The LED Paint Brush is a tool for photographers used to create novel and compelling light painting photographs. This meter long device includes a Parallax Propeller microcontroller (similar to the Arduino) capable of controlling 30 individually addressable RGB LEDs. The LED Paint Brush has been used to display data, generate vivid geometric patterns, and to recreate classic paintings from artists like Vincent Van Gogh (see below). Before delving too deeply into what the LED Paint Brush is however, here’s a little overview of light painting.
Light painting is a photographic technique where a long exposure photograph is taken of a moving light source, creating an image that captures the contrails of the light’s movement (see image above). Utilizing long exposure means that the camera’s aperture is opened for an extended period of time, giving the light source more time to traverse physical space, as well as saturate the camera’s photo sensor. By moving the light in a coordinated fashion, the painter can trace out shapes, symbols, and the like. A similar phenomenon can be observed on the 4th of July (Amurica!) when can see tracers in your vision after having a sparkler waved quickly back and forth in front of you.
At Embedded Aesthetics, we think light painting is a wildly exciting field because it offers a vast opportunity for enjoyment and expression, as well as an avenue for Mechatronic application. Thus, we decided it would be fun to create a special tool that could be used to make more intricate light paintings. By combining a microcontroller, an LED strip, and some custom software, the LED Paint Brush was born. At the start of this project, we had numerous technical goals, but only two main artistic goals. The first was to paint entire swaths or sections of light simultaneously, rather than utilizing the traditional single light source. Building on this, the second was to recreate existing works of visual art in light painting form. As an example, we wanted to be able to take classic physical paintings such as Starry Night and reproduce them as a light painting.

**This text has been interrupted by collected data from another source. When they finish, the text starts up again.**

//! Shared assets for QR Studio.
//!
//! The window icon is rendered by the build script and embedded with
//! `include_bytes!`.
//!
//! # Usage
//!
//! ```rust,ignore
//! let icon_bytes: &[u8] = qrstudio_assets::icon();
//! ```

/// Icon PNG bytes (256x256 RGBA).
pub const ICON: &[u8] = include_bytes!(concat!(env!("OUT_DIR"), "/icon.png"));

/// Returns the application icon as PNG bytes.
#[must_use]
pub const fn icon() -> &'static [u8] {
    ICON
}
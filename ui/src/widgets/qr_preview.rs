use egui::load::SizedTexture;
use egui::{Image, Response, RichText, Stroke, Ui, vec2};
use qrstudio_business::PREVIEW_SIZE_PX;

use crate::state::State;
use crate::utils::colors::{COLOR_BORDER, COLOR_MUTED};

/// Side of the framed preview area.
pub const PREVIEW_FRAME_SIZE: f32 = 320.0;

pub const PLACEHOLDER: &str = "QR code will appear here";

/// Framed preview of the last generated code, or a placeholder.
pub fn qr_preview(state: &State, ui: &mut Ui) -> Response {
    ui.vertical_centered(|ui| {
        egui::Frame::new()
            .stroke(Stroke::new(1.0, COLOR_BORDER))
            .corner_radius(8.0)
            .show(ui, |ui| {
                ui.set_min_size(vec2(PREVIEW_FRAME_SIZE, PREVIEW_FRAME_SIZE));
                ui.set_max_size(vec2(PREVIEW_FRAME_SIZE, PREVIEW_FRAME_SIZE));
                ui.centered_and_justified(|ui| match state.preview.texture() {
                    Some(texture) => {
                        let side = PREVIEW_SIZE_PX as f32;
                        ui.add(
                            Image::from_texture(SizedTexture::from_handle(texture))
                                .fit_to_exact_size(vec2(side, side))
                                .alt_text("QR code preview"),
                        );
                    }
                    None => {
                        ui.label(RichText::new(PLACEHOLDER).color(COLOR_MUTED));
                    }
                });
            });
    })
    .response
}
//! Startup configuration read from the environment.
//!
//! | variable                | default   |
//! |-------------------------|-----------|
//! | `QRSTUDIO_COLOR`        | `#000000` |
//! | `QRSTUDIO_SIZE`         | `300`     |
//! | `QRSTUDIO_FORMAT`       | `png`     |
//! | `QRSTUDIO_LOGO_PERCENT` | `25`      |
//! | `QRSTUDIO_FONT`         | unset     |
//! | `QRSTUDIO_OUTPUT_DIR`   | unset     |

use std::env::vars;
use std::path::{Path, PathBuf};

use log::info;
use serde::Deserialize;

use crate::color::QrColor;
use crate::style::{
    DEFAULT_LOGO_PERCENT, DEFAULT_SIZE_PX, ExportFormat, LogoOptions, MAX_LOGO_PERCENT,
    MAX_SIZE_PX, MIN_LOGO_PERCENT, MIN_SIZE_PX, QrStyle,
};

#[derive(Debug, Default, Deserialize)]
struct RawConfig {
    qrstudio_color: Option<String>,
    qrstudio_size: Option<u32>,
    qrstudio_format: Option<String>,
    qrstudio_logo_percent: Option<u32>,
    qrstudio_font: Option<PathBuf>,
    qrstudio_output_dir: Option<PathBuf>,
}

#[derive(Debug, Clone, PartialEq, Eq)]
pub struct StudioConfig {
    color: QrColor,
    size_px: u32,
    format: ExportFormat,
    logo_percent: u32,
    font: Option<PathBuf>,
    output_dir: Option<PathBuf>,
}

impl Default for StudioConfig {
    fn default() -> Self {
        Self {
            color: QrColor::BLACK,
            size_px: DEFAULT_SIZE_PX,
            format: ExportFormat::Png,
            logo_percent: DEFAULT_LOGO_PERCENT,
            font: None,
            output_dir: None,
        }
    }
}

impl StudioConfig {
    /// Reads the configuration from environment variables and applies defaults.
    pub fn init() -> anyhow::Result<Self> {
        info!("Loading configuration from environment variables");
        let raw: RawConfig = serde_env::from_iter(vars())?;
        Self::from_raw(raw)
    }

    /// Same as [`StudioConfig::init`] over an explicit set of variables.
    pub fn from_vars<I, K, V>(vars: I) -> anyhow::Result<Self>
    where
        I: IntoIterator<Item = (K, V)>,
        K: AsRef<str>,
        V: AsRef<str>,
    {
        let pairs: Vec<(String, String)> = vars
            .into_iter()
            .map(|(k, v)| (k.as_ref().to_owned(), v.as_ref().to_owned()))
            .collect();
        let raw: RawConfig = serde_env::from_iter(pairs)?;
        Self::from_raw(raw)
    }

    fn from_raw(raw: RawConfig) -> anyhow::Result<Self> {
        let RawConfig {
            qrstudio_color,
            qrstudio_size,
            qrstudio_format,
            qrstudio_logo_percent,
            qrstudio_font,
            qrstudio_output_dir,
        } = raw;

        let color = match qrstudio_color {
            Some(hex) => match QrColor::from_hex(&hex) {
                Ok(color) => color,
                Err(e) => anyhow::bail!("QRSTUDIO_COLOR is not a valid color: {e}"),
            },
            None => QrColor::BLACK,
        };

        let format = match qrstudio_format {
            Some(name) => match ExportFormat::from_extension(name.trim()) {
                Some(format) => format,
                None => anyhow::bail!(
                    "QRSTUDIO_FORMAT must be one of png, jpeg, jpg, svg (got {name:?})"
                ),
            },
            None => ExportFormat::Png,
        };

        let size_px = match qrstudio_size {
            Some(size) => {
                let clamped = size.clamp(MIN_SIZE_PX, MAX_SIZE_PX);
                if clamped != size {
                    info!("QRSTUDIO_SIZE {size} out of range, using {clamped}");
                }
                clamped
            }
            None => DEFAULT_SIZE_PX,
        };

        let logo_percent = match qrstudio_logo_percent {
            Some(percent) => {
                let clamped = percent.clamp(MIN_LOGO_PERCENT, MAX_LOGO_PERCENT);
                if clamped != percent {
                    info!("QRSTUDIO_LOGO_PERCENT {percent} out of range, using {clamped}");
                }
                clamped
            }
            None => DEFAULT_LOGO_PERCENT,
        };

        let config = Self {
            color,
            size_px,
            format,
            logo_percent,
            font: qrstudio_font,
            output_dir: qrstudio_output_dir,
        };
        info!(
            "Using color {}, size {}px, format {}, logo {}%",
            config.color, config.size_px, config.format, config.logo_percent
        );
        Ok(config)
    }

    pub fn font(&self) -> Option<&Path> {
        self.font.as_deref()
    }

    pub fn output_dir(&self) -> Option<&Path> {
        self.output_dir.as_deref()
    }

    /// The form's starting values.
    pub fn initial_style(&self) -> QrStyle {
        QrStyle {
            data: String::new(),
            color: self.color,
            size_px: self.size_px,
            format: self.format,
            logo: LogoOptions {
                size_percent: self.logo_percent,
                ..LogoOptions::default()
            },
        }
    }
}

#[cfg(test)]
mod tests {
    use super::*;

    #[test]
    fn empty_environment_uses_defaults() {
        let config = StudioConfig::from_vars(Vec::<(String, String)>::new())
            .expect("empty config should build");
        assert_eq!(config, StudioConfig::default());
        assert_eq!(config.initial_style(), QrStyle::default());
    }

    #[test]
    fn unrelated_variables_are_ignored() {
        let config = StudioConfig::from_vars(vec![("HOME", "/root"), ("PATH", "/usr/bin")])
            .expect("config should build");
        assert_eq!(config, StudioConfig::default());
    }

    #[test]
    fn values_are_read() {
        let config = StudioConfig::from_vars(vec![
            ("QRSTUDIO_COLOR", "#4f46e5"),
            ("QRSTUDIO_SIZE", "512"),
            ("QRSTUDIO_FORMAT", "JPG"),
            ("QRSTUDIO_LOGO_PERCENT", "40"),
            ("QRSTUDIO_FONT", "/fonts/ui.ttf"),
            ("QRSTUDIO_OUTPUT_DIR", "/tmp/codes"),
        ])
        .expect("config should build");

        let style = config.initial_style();
        assert_eq!(style.color, QrColor::new(79, 70, 229));
        assert_eq!(style.size_px, 512);
        assert_eq!(style.format, ExportFormat::Jpeg);
        assert_eq!(style.logo.size_percent, 40);
        assert!(!style.logo.enabled);
        assert_eq!(config.font(), Some(Path::new("/fonts/ui.ttf")));
        assert_eq!(config.output_dir(), Some(Path::new("/tmp/codes")));
    }

    #[test]
    fn out_of_range_numbers_are_clamped() {
        let config = StudioConfig::from_vars(vec![
            ("QRSTUDIO_SIZE", "5000"),
            ("QRSTUDIO_LOGO_PERCENT", "1"),
        ])
        .expect("config should build");
        let style = config.initial_style();
        assert_eq!(style.size_px, MAX_SIZE_PX);
        assert_eq!(style.logo.size_percent, MIN_LOGO_PERCENT);
    }

    #[test]
    fn invalid_color_is_rejected() {
        let result = StudioConfig::from_vars(vec![("QRSTUDIO_COLOR", "purple")]);
        assert!(result.is_err());
        assert!(result.unwrap_err().to_string().contains("QRSTUDIO_COLOR"));
    }

    #[test]
    fn invalid_format_is_rejected() {
        let result = StudioConfig::from_vars(vec![("QRSTUDIO_FORMAT", "gif")]);
        assert!(result.is_err());
        assert!(result.unwrap_err().to_string().contains("QRSTUDIO_FORMAT"));
    }
}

To meet these artistic goals, we needed to develop some technical capabilities of the LED Paint Brush. Most notably, we needed to create software that could drive a strip of 30 LEDs in such a way that it made interesting and coherent patterns of light. Additionally, to make the LED Paint Brush a useful tool, we had to develop a user interface that made starting, stopping, and changing the light patterns convenient. Regarding the physical form, we wanted to create a robust, yet mobile tool that made light painting fun and easy. Finally, in order to be able to recreate existing images as light paintings, we needed to write software that takes an image file (jpeg, png, etc.) and parses it into a form that can be used by the LED strip and microcontroller.
The final form factor of the LED Paint Brush is an all aluminum body that somewhat resembles the look and feel of a medieval broadsword. We chose aluminum because it provides a sturdy, yet lightweight encasement for the sensitive electronics. Unfortunately, with all of the hardware, battery, and electronics added, the LED Paint Brush weighed more than we would like. We feel the issue is the excess aluminum supporting the LED strip which comprises about ⅔ of the device’s length.
The final user interface for the LED Paint Brush was a simple up/down/left/right button combination on the handle. To switch between different color patterns you can use the left and right buttons. To change between variations in sub-patterns or modify things like frame rate or hue, you can use the up and down buttons. We felt that this interface could be improved with more buttons, but for a first iteration it was pretty good.